After Sethis shared his findings, the others left the chamber quietly, giving Mae the space she needed. But Ashar and Riven remained. No words had passed between them since the scan. There was too much to say, and not enough clarity to form it. Mae sat up slowly, still pale but stronger now. The glow of her children, her energy-born twins, still buzzed faintly beneath her skin. She looked at Ashar, then Riven. Her mates. Her future.
"I don't know what I'm doing," she admitted, voice trembling but real. "I didn't even know I wanted this. Now they're here. And I feel like I'll break if I lose either of you."
"You won't," Riven said, sitting beside her and brushing a piece of hair from her cheek. "We won't let that happen." Ashar took a seat across from her, his arms resting on his knees. He looked at her the way only he could, quiet intensity hiding oceans of feeling. "They're alive because of you, Mae. They're here because you chose to feel instead of destroy."

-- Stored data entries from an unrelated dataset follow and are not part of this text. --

// SPDX-FileCopyrightText: 2026 Leadline Contributors
// SPDX-License-Identifier: MIT OR Apache-2.0

//! Menu actions and stateless views: lists, cards, history, deletion.
//!
//! Menu actions abandon any active flow. Every other view leaves the current
//! state untouched, so a card opened mid-flow does not lose collected slots.

use leadline_core::LeadlineError;
use leadline_core::model::{ClientFilter, ClientId, CompanyFilter, CompanyId, EntityKind};
use tracing::info;

use crate::engine::{FlowEngine, Transition, found, gone};
use crate::list;
use crate::menu::{self, MenuAction};
use crate::render;
use crate::report;
use crate::reply::Reply;
use crate::state::FlowState;

const GREETING: &str = "Hi! I keep track of your clients and target companies. \
Pick an action from the menu below.";

impl FlowEngine {
    pub(crate) async fn on_menu(&self, action: MenuAction) -> Result<Transition, LeadlineError> {
        let transition = match action {
            MenuAction::Start => {
                Transition::idle(Reply::text(GREETING).with_keyboard(menu::main_menu()))
            }
            MenuAction::Cancel => {
                Transition::idle(Reply::text("Cancelled.").with_keyboard(menu::main_menu()))
            }
            MenuAction::AddClient => self.start_add_client(),
            MenuAction::AddCompany => self.start_add_company(),
            MenuAction::BulkCompanies => self.start_bulk(),
            MenuAction::MyClients => {
                let statuses = list::client_status_catalogue(self.repo()).await?;
                Transition::idle(
                    Reply::text("Choose a filter")
                        .with_keyboard(render::client_filter_keyboard(&statuses)),
                )
            }
            MenuAction::Companies => {
                let statuses = list::company_status_catalogue(self.repo()).await?;
                Transition::idle(
                    Reply::text("Choose a filter")
                        .with_keyboard(render::company_filter_keyboard(&statuses)),
                )
            }
            MenuAction::Statistics => {
                let counters = report::client_report(self.repo(), self.now()).await?;
                Transition::idle(Reply::text(report::render_report(&counters)))
            }
            MenuAction::TodayTasks => {
                let due = report::due_today(self.repo(), self.now()).await?;
                if due.is_empty() {
                    Transition::idle(Reply::text("No tasks for today"))
                } else {
                    Transition::idle(
                        Reply::text("Clients to contact today:")
                            .with_keyboard(render::client_buttons(&due)),
                    )
                }
            }
            MenuAction::Search => Transition::idle(
                Reply::text("Choose a search type").with_keyboard(render::search_mode_keyboard()),
            ),
        };
        Ok(transition)
    }

    pub(crate) async fn client_list(
        &self,
        current: FlowState,
        filter: ClientFilter,
        page: usize,
    ) -> Result<Transition, LeadlineError> {
        let rows = list::client_page(self.repo(), filter, page).await?;
        Ok(Transition::to(
            current,
            Reply::text("Clients:").with_keyboard(render::client_page_keyboard(&rows, filter)),
        ))
    }

    pub(crate) async fn company_list(
        &self,
        current: FlowState,
        filter: CompanyFilter,
        page: usize,
    ) -> Result<Transition, LeadlineError> {
        let rows = list::company_page(self.repo(), filter, page).await?;
        Ok(Transition::to(
            current,
            Reply::text("Companies:").with_keyboard(render::company_page_keyboard(&rows, filter)),
        ))
    }

    pub(crate) async fn show_client(
        &self,
        current: FlowState,
        id: ClientId,
    ) -> Result<Transition, LeadlineError> {
        let Some(client) = self.repo().get_client(id).await? else {
            return Ok(Transition::to(current, Reply::text("Client not found")));
        };
        let company = match client.company_id {
            Some(company_id) => self.repo().get_company(company_id).await?,
            None => None,
        };
        let last = self.repo().latest_interaction(id).await?;
        Ok(Transition::to(
            current,
            Reply::html(render::client_card(&client, company.as_ref(), last.as_ref()))
                .with_keyboard(render::client_card_keyboard(&client)),
        ))
    }

    pub(crate) async fn show_company(
        &self,
        current: FlowState,
        id: CompanyId,
    ) -> Result<Transition, LeadlineError> {
        let Some(company) = self.repo().get_company(id).await? else {
            return Ok(Transition::to(current, Reply::text("Company not found")));
        };
        Ok(Transition::to(
            current,
            Reply::html(render::company_card(&company))
                .with_keyboard(render::company_card_keyboard(&company)),
        ))
    }

    pub(crate) async fn show_history(
        &self,
        current: FlowState,
        id: ClientId,
    ) -> Result<Transition, LeadlineError> {
        if self.repo().get_client(id).await?.is_none() {
            return Ok(Transition::to(current, Reply::text("Client not found")));
        }
        let entries = self
            .repo()
            .list_interactions(id, self.settings.history_limit)
            .await?;
        Ok(Transition::to(current, Reply::text(render::history(&entries))))
    }

    /// Repeated presses are safe and yield the "already deleted" reply.
    pub(crate) async fn delete_client(
        &self,
        current: FlowState,
        id: ClientId,
    ) -> Result<Transition, LeadlineError> {
        let reply = match found(self.repo().delete_client(id).await)? {
            Some(()) => {
                info!(client_id = id.0, "client deleted");
                Reply::text("Client deleted.")
            }
            None => gone(EntityKind::Client),
        };
        Ok(Transition::to(current, reply))
    }

    /// Removes the company together with its clients and their history.
    pub(crate) async fn delete_company(
        &self,
        current: FlowState,
        id: CompanyId,
    ) -> Result<Transition, LeadlineError> {
        let reply = match found(self.repo().delete_company(id).await)? {
            Some(()) => {
                info!(company_id = id.0, "company deleted");
                Reply::text("Company deleted.")
            }
            None => gone(EntityKind::Company),
        };
        Ok(Transition::to(current, reply))
    }
}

"You both helped me choose," she said softly. There was silence then. Not heavy. Not uncomfortable. Just quiet enough to let the emotion breathe between them. Riven took her hand. Ashar reached across and covered them both. "We need time," Mae said. "Just us. Not the war. Not the council. Just us." Ashar nodded. "We'll take it."
They left the chamber behind and stepped into one of the far rooms in the castle's east wing, an ancient glass atrium, vines curling through broken windows now slowly restoring, thanks to Mae's power. The stars outside glittered impossibly bright, their light dancing across the mosaic floor. Riven collapsed back on a wide cushioned bench, pulling Mae gently between him and Ashar. She sighed, resting her head on Riven's shoulder and curling her legs across Ashar's lap. He didn't hesitate to wrap an arm around her thighs, grounding her there.
"This feels unreal," she whispered. "It is," Ashar said, voice low. "But you are real."
"And so are they," Riven added, pressing his forehead gently to hers. "I'm scared," she admitted. "We are too," Ashar said honestly. They sat there for a long time. No tension. No rivalry. No jealousy. Just connection. Just them. Eventually, Mae drifted off to sleep curled between them, her breathing steady, the faintest glow under her skin still present, warm, strong, and full of hope. Ashar looked at Riven, and Riven looked back. "She chose both of us," Riven said quietly.
Ashar nodded. "Then we protect her together." And in that soft, starlit moment, a pact was silently formed. Not just to protect Mae. But to stand beside her. To raise what came next. Together. They stayed there long after Mae had drifted off, curled between them like a thread weaving the two men together. Her small body, though exhausted, radiated warmth neither of them could explain. Her skin still glowed faintly beneath the thin fabric of her shirt, a soft, steady hum, like starlight made flesh. Ashar hadn't moved. Not once. His hand rested gently on her legs, thumb tracing a silent path as if afraid the light might vanish if he let go. Riven had adjusted just slightly to keep Mae's head against his shoulder, his other hand resting protectively over her stomach.
They both listened to her breathe. They listened to the quiet. "I didn't think I'd care this much," Riven said finally, keeping his voice low. "When we broke her out that night, I thought I was just playing a part."
"You weren't," Ashar replied simply. "I know that now." Riven turned his gaze toward Mae. "But I didn't expect this. To feel like this." Ashar nodded once. "Neither did I."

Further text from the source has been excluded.